However, while the Jaguars led 23-21 late in the fourth, the Steelers had driven into field goal territory to set up kicker Norm Johnson. In stunning fashion, the field goal was blocked and returned to the end zone by Chris Hudson. The extra point was not even attempted, but added to the score anyway, 30-21.
On this night, the city embraced the spotlight and their prime time players. It would be the first of many magical Monday nights.
2. Touchdown Jacksonville
At 4:12pm, everything changed. After years of campaigning and fighting, the NFL awarded two expansion franchises. One located in Charlotte. The other, in Jacksonville, Florida.
The entire city became plagued with Cat Scratch Fever. Wayne Weaver delivered on his promise of bringing an NFL team to Jacksonville.
The rest is history.
1. Big Cats Sail Wide Left into Playoffs
Many may disagree that this is the most memorable moment.
The Jaguars early in the season still looked like an expansion team. They fought hard but couldn't win games. Then, the Jaguars rattled off four consecutive wins. They knew that a fifth would deliver the franchise's first playoff berth.

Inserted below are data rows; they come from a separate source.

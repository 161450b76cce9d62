//! The frame-to-record pipeline.

use crate::decode::decode_line;
use crate::frame::{CapturedFrame, Direction};
use crate::gate::FrameGate;
use crate::lines::split_lines;
use crate::reassembly::{
    ConfigError, EngineStats, Profile, Reassembly, ReassemblyConfig, ReassemblyEngine,
};
use crate::record::RecordFlags;
use crate::report::ReportSink;

/// Pipeline counters.
#[derive(Debug, Clone, Copy, Default, PartialEq, Eq)]
pub struct DissectorStats {
    pub frames_seen: u64,
    pub frames_admitted: u64,
    pub records_emitted: u64,
}

/// Dissects captured frames into command records.
///
/// Constructed once per capture context; owns the gate and all reassembly
/// state. Call [`dissect`](Self::dissect) once per frame, in capture order.
/// Processing is synchronous and single-threaded throughout.
#[derive(Debug)]
pub struct Dissector {
    gate: FrameGate,
    engine: ReassemblyEngine,
    stats: DissectorStats,
}

impl Dissector {
    pub fn new(profile: Profile) -> Self {
        Self {
            gate: FrameGate::new(),
            engine: ReassemblyEngine::new(profile),
            stats: DissectorStats::default(),
        }
    }

    pub fn with_config(config: &ReassemblyConfig) -> Result<Self, ConfigError> {
        Ok(Self {
            gate: FrameGate::new(),
            engine: ReassemblyEngine::with_config(config)?,
            stats: DissectorStats::default(),
        })
    }

    /// Replaces the frame gate, e.g. with [`FrameGate::in_only`].
    pub fn with_gate(mut self, gate: FrameGate) -> Self {
        self.gate = gate;
        self
    }

    pub fn profile(&self) -> Profile {
        self.engine.profile()
    }

    pub fn stats(&self) -> DissectorStats {
        self.stats
    }

    pub fn engine_stats(&self) -> EngineStats {
        self.engine.stats()
    }

    /// Processes one captured frame and reports any decodable records.
    ///
    /// Frames failing the gate bypass the pipeline silently. Buffered and
    /// standalone frames are decoded from their own payload (unterminated
    /// trailing text is reported as a continuation); completed
    /// multi-fragment spans are decoded from the merged bytes.
    pub fn dissect(&mut self, frame: &CapturedFrame<'_>, sink: &mut dyn ReportSink) {
        self.stats.frames_seen += 1;
        if !self.gate.admit(frame) {
            return;
        }
        self.stats.frames_admitted += 1;

        match self.engine.push(frame) {
            Reassembly::Pending | Reassembly::Unfragmented => {
                self.report_span(frame.payload, frame.direction, RecordFlags::empty(), sink);
            }
            Reassembly::Merged(message) => {
                self.report_span(&message.bytes, frame.direction, RecordFlags::MERGED, sink);
            }
        }
    }

    fn report_span(
        &mut self,
        bytes: &[u8],
        direction: Direction,
        base_flags: RecordFlags,
        sink: &mut dyn ReportSink,
    ) {
        for line in split_lines(bytes) {
            let mut flags = base_flags;
            if !line.terminated {
                flags |= RecordFlags::CONTINUATION;
            }
            let record = decode_line(&line.text, direction, flags);
            self.stats.records_emitted += 1;
            sink.report(&record);
        }
    }
}
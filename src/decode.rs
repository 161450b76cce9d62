//! Decodes tokenized lines into [`CommandRecord`]s.
//!
//! Decoding is total: malformed numeric fields fall back to id 0 and ids
//! missing from a lookup table decode to an empty name. Arbitrary captured
//! bytes must never make the decoder fail.

use crate::commands::{command_name, is_receive_command, ENCODER_CHANGE};
use crate::devices::{device_type_name, encoder_direction_name};
use crate::frame::Direction;
use crate::record::{CommandRecord, DecodedField, FieldKind, RecordFlags};
use crate::tokenize::{is_end_marker, split_device_info, tokenize};

/// Decodes one logical line into a command record.
///
/// `flags` carries the completeness markers determined by the caller from
/// the reassembly outcome (continuation, merged).
pub fn decode_line(line: &str, direction: Direction, flags: RecordFlags) -> CommandRecord {
    let fields = tokenize(line);

    let command_id = fields
        .first()
        .and_then(|f| f.trim().parse::<u8>().ok())
        .unwrap_or(0);

    let mut decoded = Vec::with_capacity(fields.len());
    if let Some(first) = fields.first() {
        decoded.push(DecodedField::new(FieldKind::Command, first.trim()));
    }

    for (index, field) in fields.iter().enumerate().skip(1) {
        let position = index + 1;
        let is_last = index == fields.len() - 1;

        if is_last && is_end_marker(field) {
            decoded.push(DecodedField::new(FieldKind::End, ""));
        } else if command_id == ENCODER_CHANGE && position == 3 {
            decode_encoder_change(field, &mut decoded);
        } else if is_receive_command(command_id) && direction == Direction::In {
            decode_device_info(field, &mut decoded);
        } else {
            decoded.push(DecodedField::new(FieldKind::Value, *field));
        }
    }

    CommandRecord {
        command_id,
        command_name: command_name(command_id),
        direction,
        fields: fields.into_iter().map(str::to_owned).collect(),
        decoded,
        flags,
    }
}

/// Device-info sub-grammar: sub-field 1 is a device type id, the final
/// sub-field (when more than one exists) is the device name, anything in
/// between passes through opaquely.
fn decode_device_info(field: &str, decoded: &mut Vec<DecodedField>) {
    let subs = split_device_info(field);
    let Some((first, rest)) = subs.split_first() else {
        decoded.push(DecodedField::new(FieldKind::Value, field));
        return;
    };

    let type_id = first.trim().parse::<u8>().unwrap_or(0);
    decoded.push(DecodedField::new(
        FieldKind::DeviceType,
        device_type_name(type_id),
    ));
    push_trailing_subs(rest, decoded);
}

/// EncoderChange override: sub-field 1 of the third top-level field is an
/// encoder direction, not a device type. Applies to both directions.
fn decode_encoder_change(field: &str, decoded: &mut Vec<DecodedField>) {
    let subs = split_device_info(field);
    let Some((first, rest)) = subs.split_first() else {
        decoded.push(DecodedField::new(FieldKind::Value, field));
        return;
    };

    let direction_id = first.trim().parse::<u8>().unwrap_or(0);
    decoded.push(DecodedField::new(
        FieldKind::EncoderDirection,
        encoder_direction_name(direction_id),
    ));
    push_trailing_subs(rest, decoded);
}

fn push_trailing_subs(rest: &[&str], decoded: &mut Vec<DecodedField>) {
    if let Some((name, middle)) = rest.split_last() {
        for sub in middle {
            decoded.push(DecodedField::new(FieldKind::Intermediate, *sub));
        }
        decoded.push(DecodedField::new(FieldKind::DeviceName, *name));
    }
}

#[cfg(test)]
mod tests {
    use super::*;

    fn kinds_and_values(record: &CommandRecord) -> Vec<(FieldKind, &str)> {
        record
            .decoded
            .iter()
            .map(|f| (f.kind, f.value.as_str()))
            .collect()
    }

    #[test]
    fn receive_command_in_direction_decodes_device_info() {
        let record = decode_line("10,7.LCD1,3.Btn2", Direction::In, RecordFlags::empty());
        assert_eq!(record.command_id, 10);
        assert_eq!(record.command_name, "Info");
        assert_eq!(
            kinds_and_values(&record),
            vec![
                (FieldKind::Command, "10"),
                (FieldKind::DeviceType, "LcdDisplay"),
                (FieldKind::DeviceName, "LCD1"),
                (FieldKind::DeviceType, "Output"),
                (FieldKind::DeviceName, "Btn2"),
            ]
        );
    }

    #[test]
    fn receive_command_out_direction_stays_opaque() {
        let record = decode_line("10,7.LCD1,3.Btn2", Direction::Out, RecordFlags::empty());
        assert_eq!(
            kinds_and_values(&record),
            vec![
                (FieldKind::Command, "10"),
                (FieldKind::Value, "7.LCD1"),
                (FieldKind::Value, "3.Btn2"),
            ]
        );
    }

    #[test]
    fn encoder_change_overrides_third_field() {
        let record = decode_line("6,5,2", Direction::In, RecordFlags::empty());
        assert_eq!(record.command_name, "EncoderChange");
        assert_eq!(
            kinds_and_values(&record),
            vec![
                (FieldKind::Command, "6"),
                (FieldKind::DeviceType, "StepperDeprecatedV1"),
                (FieldKind::EncoderDirection, "RIGHT"),
            ]
        );
    }

    #[test]
    fn encoder_override_ignores_direction() {
        let record = decode_line("6,5,2", Direction::Out, RecordFlags::empty());
        assert_eq!(record.decoded[2].kind, FieldKind::EncoderDirection);
        assert_eq!(record.decoded[2].value, "RIGHT");
        // Field 2 follows the ordinary rules: opaque for host-to-device.
        assert_eq!(record.decoded[1].kind, FieldKind::Value);
    }

    #[test]
    fn unknown_command_keeps_numeric_id() {
        let record = decode_line("200,x,y", Direction::In, RecordFlags::empty());
        assert_eq!(record.command_id, 200);
        assert_eq!(record.command_name, "");
        assert_eq!(
            kinds_and_values(&record),
            vec![
                (FieldKind::Command, "200"),
                (FieldKind::Value, "x"),
                (FieldKind::Value, "y"),
            ]
        );
    }

    #[test]
    fn trailing_terminator_becomes_end_marker() {
        let record = decode_line("2,13,1;\r\n", Direction::Out, RecordFlags::empty());
        assert_eq!(record.command_name, "SetPin");
        assert_eq!(record.decoded.last().unwrap().kind, FieldKind::End);
    }

    #[test]
    fn malformed_command_id_decodes_as_zero() {
        let record = decode_line("junk,1", Direction::Out, RecordFlags::empty());
        assert_eq!(record.command_id, 0);
        assert_eq!(record.command_name, "InitModule");
    }

    #[test]
    fn command_id_tolerates_attached_terminator() {
        // An argument-less command with no trailing delimiter keeps the
        // terminator attached to field 1; trimming recovers the id.
        let record = decode_line("24\r\n", Direction::Out, RecordFlags::empty());
        assert_eq!(record.command_id, 24);
        assert_eq!(record.command_name, "ResetBoard");
    }

    #[test]
    fn raw_fields_are_preserved() {
        let record = decode_line("6,5,9", Direction::In, RecordFlags::empty());
        assert_eq!(record.fields, vec!["6", "5", "9"]);
        // Encoder direction 9 is unknown: empty name, raw value retained.
        assert_eq!(record.decoded[2].value, "");
    }
}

The game was in hand until a late surge by the Atlanta Falcons set up Morten Andersen for a potential game-winning, season-ending field goal.
As the entire stadium, and city of Jacksonville, held their collective breath and looked for angels above, Santa delivered an early Christmas gift. Andersen's kick sailed wide left and the franchise rejoiced, reaching the postseason in their second season of existence.
If that kick sailed through the uprights, who knows where the Jaguars would be today.
It will forever be a landmark moment in the foundation of the Jaguars organization.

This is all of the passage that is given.